The frequent or inappropriate use of acaricides is among anthropogenic pathways that accounts for the high rate of the metals in goat meats. Such chemicals used to treat ectoparasite in FPAs may lead to tissue uptake of THMs, particularly As usually constituent of most ecto-parasiticide [3,53]. Extensive and semi-intensive types of goat husbandry methods, widely practiced in most developing countries, greatly expose the small ruminants to ectoparasitism and hence, frequent acaricidal treatments [54]. This might probably explain the preponderance of As in the sampled goat carcass compared to Cd or Pb (refer to Table 4 and Table 5) since most acaricides contain As [3,53]. Given their voracious and low-grazing feeding habits, goats remain naturally predisposed to heavy metal/metalloid intoxication, given the possibilities of either accidental geophagia, ingestion during grazing on a contaminated pastureland, and or drinking from THM-contaminated water body.
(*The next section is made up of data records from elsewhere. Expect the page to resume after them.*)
//! Class file format versions and version restrictions such as `>=7`.

use std::fmt;

use crate::error::{MetaCheckerError, Result};

/// Known Java releases and their class file major versions.
#[derive(Debug, Clone, Copy, PartialEq, Eq, PartialOrd, Ord, Hash)]
pub struct JavaVersion {
    text: &'static str,
    major: u16,
}

const VERSIONS: &[JavaVersion] = &[
    JavaVersion::new("1.1", 0x2D),
    JavaVersion::new("1.2", 0x2E),
    JavaVersion::new("1.3", 0x2F),
    JavaVersion::new("1.4", 0x30),
    JavaVersion::new("5.0", 0x31),
    JavaVersion::new("6.0", 0x32),
    JavaVersion::new("7.0", 0x33),
    JavaVersion::new("8.0", 0x34),
    JavaVersion::new("9.0", 0x35),
    JavaVersion::new("10.0", 0x36),
    JavaVersion::new("11.0", 0x37),
    JavaVersion::new("12.0", 0x38),
    JavaVersion::new("13.0", 0x39),
    JavaVersion::new("14.0", 0x3A),
    JavaVersion::new("15.0", 0x3B),
    JavaVersion::new("16.0", 0x3C),
    JavaVersion::new("17.0", 0x3D),
    JavaVersion::new("18.0", 0x3E),
    JavaVersion::new("19.0", 0x3F),
    JavaVersion::new("20.0", 0x40),
    JavaVersion::new("21.0", 0x41),
];

impl JavaVersion {
    const fn new(text: &'static str, major: u16) -> Self {
        Self { text, major }
    }

    #[must_use]
    pub const fn major(self) -> u16 {
        self.major
    }

    #[must_use]
    pub const fn text(self) -> &'static str {
        self.text
    }

    /// Look up a release by its text; `8` is read as `8.0`.
    #[must_use]
    pub fn decode(text: &str) -> Option<Self> {
        let trimmed = text.trim();
        let normalized = if trimmed.contains('.') {
            trimmed.to_string()
        } else {
            format!("{trimmed}.0")
        };
        VERSIONS.iter().copied().find(|v| v.text == normalized)
    }

    #[must_use]
    pub fn from_major(major: u16) -> Option<Self> {
        VERSIONS.iter().copied().find(|v| v.major == major)
    }

    /// Release text for a major version, or `0xNN` when unknown.
    #[must_use]
    pub fn describe_major(major: u16) -> String {
        Self::from_major(major).map_or_else(|| format!("0x{major:X}"), |v| v.text.to_string())
    }
}

impl fmt::Display for JavaVersion {
    fn fmt(&self, f: &mut fmt::Formatter<'_>) -> fmt::Result {
        f.write_str(self.text)
    }
}

#[derive(Debug, Clone, Copy, PartialEq, Eq)]
pub enum VersionComparator {
    LessOrEqual,
    GreaterOrEqual,
    Equal,
    Less,
    Greater,
}

impl VersionComparator {
    /// Prefix order matters: two-character operators are tried first.
    const ALL: [Self; 5] = [
        Self::LessOrEqual,
        Self::GreaterOrEqual,
        Self::Equal,
        Self::Less,
        Self::Greater,
    ];

    #[must_use]
    pub const fn symbol(self) -> &'static str {
        match self {
            Self::LessOrEqual => "<=",
            Self::GreaterOrEqual => ">=",
            Self::Equal => "=",
            Self::Less => "<",
            Self::Greater => ">",
        }
    }

    /// Operator at the start of `text`, if any.
    #[must_use]
    pub fn find(text: &str) -> Option<Self> {
        let trimmed = text.trim();
        Self::ALL
            .into_iter()
            .find(|op| trimmed.starts_with(op.symbol()))
    }

    #[must_use]
    pub const fn compare(self, value: u16, limit: u16) -> bool {
        match self {
            Self::LessOrEqual => value <= limit,
            Self::GreaterOrEqual => value >= limit,
            Self::Equal => value == limit,
            Self::Less => value < limit,
            Self::Greater => value > limit,
        }
    }
}

/// Allowed class format versions, e.g. `<8` or `>= 1.4`.
#[derive(Debug, Clone, Copy, PartialEq, Eq)]
pub struct VersionRestriction {
    pub comparator: VersionComparator,
    pub version: JavaVersion,
}

impl VersionRestriction {
    /// Parse a restriction; a bare version means `=`.
    ///
    /// # Errors
    /// Returns a configuration error for empty text or an unknown version.
    pub fn parse(text: &str) -> Result<Self> {
        let trimmed = text.trim();
        if trimmed.is_empty() {
            return Err(MetaCheckerError::Config(
                "Detected empty value for 'restrict_class_format'".to_string(),
            ));
        }
        let (comparator, rest) = match VersionComparator::find(trimmed) {
            Some(op) => (op, &trimmed[op.symbol().len()..]),
            None => (VersionComparator::Equal, trimmed),
        };
        let version = JavaVersion::decode(rest).ok_or_else(|| {
            MetaCheckerError::Config(format!(
                "Illegal java version in 'restrict_class_format': {}",
                rest.trim()
            ))
        })?;
        Ok(Self {
            comparator,
            version,
        })
    }

    #[must_use]
    pub const fn allows(&self, major: u16) -> bool {
        self.comparator.compare(major, self.version.major)
    }
}

impl fmt::Display for VersionRestriction {
    fn fmt(&self, f: &mut fmt::Formatter<'_>) -> fmt::Result {
        write!(f, "{} {}", self.comparator.symbol(), self.version)
    }
}

#[cfg(test)]
#[path = "jversion_tests.rs"]
mod tests;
The prolonged bioaccumulation of THMs with ageing (of the animal) particularly in older goats [17] might likely be responsible for the increased distribution of As and Cd in the chevon of this current study (refer to Table 6). Especially at birth of FPAs, little to zero quantity of THMs may be detected. However, THMs has been shown with potential to increasingly accumulate with ageing (in both animals and humans) [3]. THMs accumulating in the tissues of FPAs could associate with the excretion rate falling below the acquisition rate. The THMs would bind with biomolecules and cellular components to achieve stable bonds/complexes, which may not be easily excreted [1,20,21]. Besides, seasonal predisposition of Cd in the goat carcass (refer to Table 5) might be due to latter′s predilection for green leafy vegetation (lush pasture) usually grazed during the rainy season [55,56]. The age-dependency and seasonality of THMs (refer to Table 6) offer useful epidemiological information, which has to be utilised so as to limit (THMs) contamination in goat meat. Chevon from young goats (less than four years) for human consumption could be a remedy, given that THMs increasingly accumulate with age [11,12,13,36]. Further, feeding goats concentrates or hay, rather than lush pasture, could help decrease THMs meat contamination in chevon. This is a strong proposition because THMs usually occupy the topsoil and lush pasture/fodder in contaminated pasturelands, particularly during the rainy season [56,57]. As goat production intensifies and cases of ectoparasitism rise, the frequency of acaricidal treatment will inevitably increase. Thus, to diminish the chances of meat contamination with THMs requires prudent use of heavy-metal-free acaricides to combat ectoparasites.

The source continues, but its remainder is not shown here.